Abstract

Amino acid residues that are involved in functional interactions in proteins have strong evolutionary pressure to remain unchanged and consequently their substitution patterns are different from those that are noninteracting. To characterize and quantify the differences between amino acid substitution patterns due to structural restraints and those under functional restraints, we have made a comparative analysis of families of homologous proteins. Residues classified as having the same amino acid type, secondary structure, accessibility, and side-chain hydrogen bonds are shown to be better conserved if they are close to the active site. We have focused on enzyme families for this analysis since they have functional sites that are easily defined by their catalytic residues.
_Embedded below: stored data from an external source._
use std::fmt::{self, Display};

table! {
    news (news_id) {
        news_id -> BigInt,
        headline -> Text,
        #[sql_name = "news"]
        body -> Text,
        news_image -> Text,
        news_url -> Text,
    }
}

/// Declared type of a column, with the length cap where the column has one.
#[derive(Clone, Copy, Debug, PartialEq, Eq)]
pub enum ColumnType {
    Integer,
    Varchar(usize),
    Text(usize),
}

impl Display for ColumnType {
    fn fmt(&self, f: &mut fmt::Formatter<'_>) -> fmt::Result {
        match self {
            ColumnType::Integer => write!(f, "INTEGER"),
            ColumnType::Varchar(len) => write!(f, "VARCHAR({})", len),
            // SQLite ignores the length on TEXT, so it only lives in the descriptor.
            ColumnType::Text(_) => write!(f, "TEXT"),
        }
    }
}

#[derive(Clone, Copy, Debug, PartialEq, Eq)]
pub struct Column {
    pub name: &'static str,
    pub kind: ColumnType,
    pub primary_key: bool,
    pub nullable: bool,
}

impl Column {
    pub const fn primary_key(name: &'static str, kind: ColumnType) -> Self {
        Column {
            name,
            kind,
            primary_key: true,
            nullable: false,
        }
    }

    pub const fn required(name: &'static str, kind: ColumnType) -> Self {
        Column {
            name,
            kind,
            primary_key: false,
            nullable: false,
        }
    }
}

/// Explicit description of a table, independent of any Diesel binding.
///
/// The table manager creates tables from this rather than from the `table!`
/// declaration above, so the DDL can be generated for any descriptor.
#[derive(Clone, Copy, Debug, PartialEq, Eq)]
pub struct TableSchema {
    pub name: &'static str,
    pub columns: &'static [Column],
}

impl TableSchema {
    pub fn create_sql(&self) -> String {
        let mut parts: Vec<String> = self
            .columns
            .iter()
            .map(|column| {
                let mut definition = format!("{} {}", quote_ident(column.name), column.kind);
                if !column.nullable {
                    definition.push_str(" NOT NULL");
                }
                definition
            })
            .collect();

        let keys: Vec<String> = self
            .columns
            .iter()
            .filter(|column| column.primary_key)
            .map(|column| quote_ident(column.name))
            .collect();
        if !keys.is_empty() {
            parts.push(format!("PRIMARY KEY ({})", keys.join(", ")));
        }

        format!(
            "CREATE TABLE IF NOT EXISTS {} ({})",
            quote_ident(self.name),
            parts.join(", ")
        )
    }

    pub fn drop_sql(&self) -> String {
        drop_table_sql(self.name)
    }

    pub fn column_names(&self) -> impl Iterator<Item = &'static str> + '_ {
        self.columns.iter().map(|column| column.name)
    }
}

pub const NEWS: TableSchema = TableSchema {
    name: "news",
    columns: &[
        Column::primary_key("news_id", ColumnType::Integer),
        Column::required("headline", ColumnType::Varchar(1000)),
        Column::required("news", ColumnType::Text(10000)),
        Column::required("news_image", ColumnType::Varchar(1000)),
        Column::required("news_url", ColumnType::Varchar(1000)),
    ],
};

pub fn drop_table_sql(table_name: &str) -> String {
    format!("DROP TABLE {}", quote_ident(table_name))
}

pub fn quote_ident(ident: &str) -> String {
    format!("\"{}\"", ident.replace('"', "\"\""))
}
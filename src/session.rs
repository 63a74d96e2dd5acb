use crate::news::NewsRecord;
use crate::schema::news;
use diesel::prelude::*;
use diesel::result::Error as DieselError;
use diesel::sqlite::SqliteConnection;
use log::debug;

/// An open connection to the news database.
///
/// The connection is released when the session is dropped, so every exit
/// path (including `?` on an error) closes it.
pub struct Session {
    conn: SqliteConnection,
    database: String,
}

impl Session {
    pub(crate) fn new(conn: SqliteConnection, database: &str) -> Self {
        debug!("session opened on {}", database);
        Session {
            conn,
            database: database.to_string(),
        }
    }

    pub fn connection(&self) -> &SqliteConnection {
        &self.conn
    }

    /// Writes one record and commits it before returning.
    ///
    /// A failed insert is rolled back on its own; nothing else is undone.
    pub fn add_news(&self, record: &NewsRecord) -> QueryResult<()> {
        self.conn.transaction::<_, DieselError, _>(|| {
            diesel::insert_into(news::table)
                .values(record)
                .execute(&self.conn)?;
            Ok(())
        })?;

        debug!(
            "'{}' added to db with id {}",
            record.preview(20),
            record.news_id
        );
        Ok(())
    }

    pub fn close(self) {
        drop(self);
    }
}

impl Drop for Session {
    fn drop(&mut self) {
        debug!("session on {} closed", self.database);
    }
}
use crate::cache::Cache;
use crate::error::BuildError;
use crate::expiry::{Eternal, ExpiryPolicy};
use crate::listener::ListenerConfig;
use crate::loader::{CacheLoader, CacheWriter};
use crate::policy::{SampledLfu, VictimPolicy};
use crate::registry::ListenerRegistry;
use crate::rng::FastRng;
use crate::shared::CacheShared;
use crate::stats::StatisticsCalculator;
use crate::store::ShardedStore;
use crate::task::evictor::{Evictor, EvictorContext};

use core::fmt;
use std::hash::{BuildHasher, Hash};
use std::marker::PhantomData;
use std::sync::Arc;
use std::time::Duration;

/// A builder for creating [`Cache`] instances.
pub struct CacheBuilder<K, V, H = ahash::RandomState> {
  capacity: Option<usize>,
  shards: usize,
  expiry: Arc<dyn ExpiryPolicy>,
  victim_policy: Arc<dyn VictimPolicy>,
  sample_size: usize,
  evictor_tick_interval: Option<Duration>,
  loader: Option<Arc<dyn CacheLoader<K, V>>>,
  writer: Option<Arc<dyn CacheWriter<K, V>>>,
  listeners: Vec<ListenerConfig<K, V>>,
  dispatch_queue_capacity: usize,
  enqueue_timeout: Duration,
  shutdown_grace: Duration,
  hasher: H,
  _key_marker: PhantomData<K>,
  _value_marker: PhantomData<V>,
}

impl<K, V, H> fmt::Debug for CacheBuilder<K, V, H> {
  fn fmt(&self, f: &mut fmt::Formatter<'_>) -> fmt::Result {
    f.debug_struct("CacheBuilder")
      .field("capacity", &self.capacity)
      .field("shards", &self.shards)
      .field("sample_size", &self.sample_size)
      .field("has_loader", &self.loader.is_some())
      .field("has_writer", &self.writer.is_some())
      .field("listeners", &self.listeners.len())
      .finish_non_exhaustive()
  }
}

// --- General Configuration Methods ---
impl<K, V, H> CacheBuilder<K, V, H> {
  /// Bounds the cache to at most `capacity` entries. The evictor brings the
  /// store back under this bound; between its ticks the store may briefly
  /// exceed it.
  pub fn capacity(mut self, capacity: usize) -> Self {
    self.capacity = Some(capacity);
    self
  }

  /// Sets the number of concurrent shards. Rounded up to a power of two.
  pub fn shards(mut self, shards: usize) -> Self {
    self.shards = shards.max(1).next_power_of_two();
    self
  }

  /// Sets the expiration policy consulted on entry creation, access and
  /// update. Defaults to [`Eternal`].
  pub fn expiry_policy(mut self, policy: impl ExpiryPolicy + 'static) -> Self {
    self.expiry = Arc::new(policy);
    self
  }

  /// Sets the victim-selection policy used for capacity eviction.
  /// Defaults to [`SampledLfu`].
  pub fn victim_policy(mut self, policy: impl VictimPolicy + 'static) -> Self {
    self.victim_policy = Arc::new(policy);
    self
  }

  /// Sets how many candidates the evictor samples per victim selection.
  pub fn sample_size(mut self, sample_size: usize) -> Self {
    self.sample_size = sample_size;
    self
  }

  /// Sets the tick interval of the background evictor.
  /// (Primarily for testing purposes.)
  #[doc(hidden)]
  pub fn evictor_tick_interval(mut self, interval: Duration) -> Self {
    self.evictor_tick_interval = Some(interval);
    self
  }

  /// Configures read-through loading.
  pub fn loader(mut self, loader: impl CacheLoader<K, V> + 'static) -> Self {
    self.loader = Some(Arc::new(loader));
    self
  }

  /// Configures write-through persistence.
  pub fn writer(mut self, writer: impl CacheWriter<K, V> + 'static) -> Self {
    self.writer = Some(Arc::new(writer));
    self
  }

  /// Registers an entry listener at build time.
  pub fn listener(mut self, config: ListenerConfig<K, V>) -> Self {
    self.listeners.push(config);
    self
  }

  /// Sets the per-listener bounded queue capacity for async delivery.
  pub fn dispatch_queue_capacity(mut self, capacity: usize) -> Self {
    self.dispatch_queue_capacity = capacity.max(1);
    self
  }

  /// Sets how long an enqueue onto a full listener queue may block before
  /// the event is dropped and counted.
  pub fn enqueue_timeout(mut self, timeout: Duration) -> Self {
    self.enqueue_timeout = timeout;
    self
  }

  /// Sets how long `close` waits for background workers to drain.
  pub fn shutdown_grace(mut self, grace: Duration) -> Self {
    self.shutdown_grace = grace;
    self
  }
}

// --- Default Constructor ---
impl<K, V, H: BuildHasher + Default> CacheBuilder<K, V, H> {
  /// Creates a new `CacheBuilder` with default settings: unbounded, eternal
  /// entries, sampled-LFU eviction.
  pub fn new() -> Self {
    Self {
      capacity: None,
      shards: (num_cpus::get() * 4).max(1).next_power_of_two(),
      expiry: Arc::new(Eternal),
      victim_policy: Arc::new(SampledLfu),
      sample_size: 8,
      evictor_tick_interval: None,
      loader: None,
      writer: None,
      listeners: Vec::new(),
      dispatch_queue_capacity: 128,
      enqueue_timeout: Duration::from_millis(500),
      shutdown_grace: Duration::from_secs(2),
      hasher: H::default(),
      _key_marker: PhantomData,
      _value_marker: PhantomData,
    }
  }
}

impl<K, V> Default for CacheBuilder<K, V, ahash::RandomState> {
  fn default() -> Self {
    Self::new()
  }
}

// --- Build ---
impl<K, V, H> CacheBuilder<K, V, H>
where
  K: Eq + Hash + Clone + Send + Sync + 'static,
  V: Send + Sync + 'static,
  H: BuildHasher + Clone + Send + Sync + 'static,
{
  /// Sets the hasher for the cache.
  pub fn hasher(mut self, hasher: H) -> Self {
    self.hasher = hasher;
    self
  }

  /// Builds the cache, spawning the evictor when the configuration bounds
  /// capacity or expires entries.
  pub fn build(mut self) -> Result<Cache<K, V, H>, BuildError> {
    self.validate()?;

    let store = Arc::new(ShardedStore::new(self.shards, self.hasher.clone()));
    let stats = Arc::new(StatisticsCalculator::new());
    let registry = Arc::new(ListenerRegistry::new(
      stats.clone(),
      self.dispatch_queue_capacity,
      self.enqueue_timeout,
    ));
    for config in self.listeners.drain(..) {
      if registry.register(config).is_err() {
        registry.shutdown(Duration::ZERO);
        return Err(BuildError::DuplicateListener);
      }
    }

    let needs_evictor = self.capacity.is_some() || !self.expiry.is_eternal();
    let evictor = if needs_evictor {
      let context = EvictorContext {
        store: Arc::clone(&store),
        stats: Arc::clone(&stats),
        registry: Arc::clone(&registry),
        writer: self.writer.clone(),
        policy: Arc::clone(&self.victim_policy),
        capacity: self.capacity,
        sample_size: self.sample_size,
        rng: FastRng::new(0x5ca1ab1e),
      };
      let tick = self.evictor_tick_interval.unwrap_or(Duration::from_secs(1));
      Some(Evictor::spawn(context, tick))
    } else {
      None
    };

    Ok(Cache {
      shared: Arc::new(CacheShared::new(
        store,
        stats,
        registry,
        self.expiry,
        self.loader,
        self.writer,
        evictor,
        self.capacity,
        self.shutdown_grace,
      )),
    })
  }

  fn validate(&self) -> Result<(), BuildError> {
    if self.capacity == Some(0) {
      return Err(BuildError::ZeroCapacity);
    }
    if self.shards == 0 {
      return Err(BuildError::ZeroShards);
    }
    if self.sample_size == 0 {
      return Err(BuildError::ZeroSampleSize);
    }
    Ok(())
  }
}

#[cfg(test)]
mod tests {
  use super::*;

  #[test]
  fn zero_capacity_is_rejected() {
    let result: Result<Cache<i32, i32>, _> = CacheBuilder::default().capacity(0).build();
    assert_eq!(result.err(), Some(BuildError::ZeroCapacity));
  }

  #[test]
  fn zero_sample_size_is_rejected() {
    let result: Result<Cache<i32, i32>, _> = CacheBuilder::default().sample_size(0).build();
    assert_eq!(result.err(), Some(BuildError::ZeroSampleSize));
  }

  #[test]
  fn shard_count_rounds_to_power_of_two() {
    let builder: CacheBuilder<i32, i32> = CacheBuilder::default().shards(5);
    assert_eq!(builder.shards, 8);
  }
}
We have derived new sets of environment-specific substitution tables, which we term function-dependent environment-specific substitution tables, where amino acid residues are classified according to their distance from the functional sites. The residues that are within a distance of 9 A from the active site have distinct amino acid substitution patterns when compared to the other sites. The function-dependent environment-specific substitution tables have been tested using the sequence-structure homology recognition program FUGUE and the results compared with the recognition performance obtained using the standard environment-specific substitution tables. Significant improvements are obtained in both recognition performance and alignment accuracy using the function-dependent environment-specific substitution tables (P-value = 0.02, according to the Wilcoxon signed rank test for alignment accuracy). The alignments near the active site are greatly improved with pronounced improvements at lower percentage identities (less than 30%).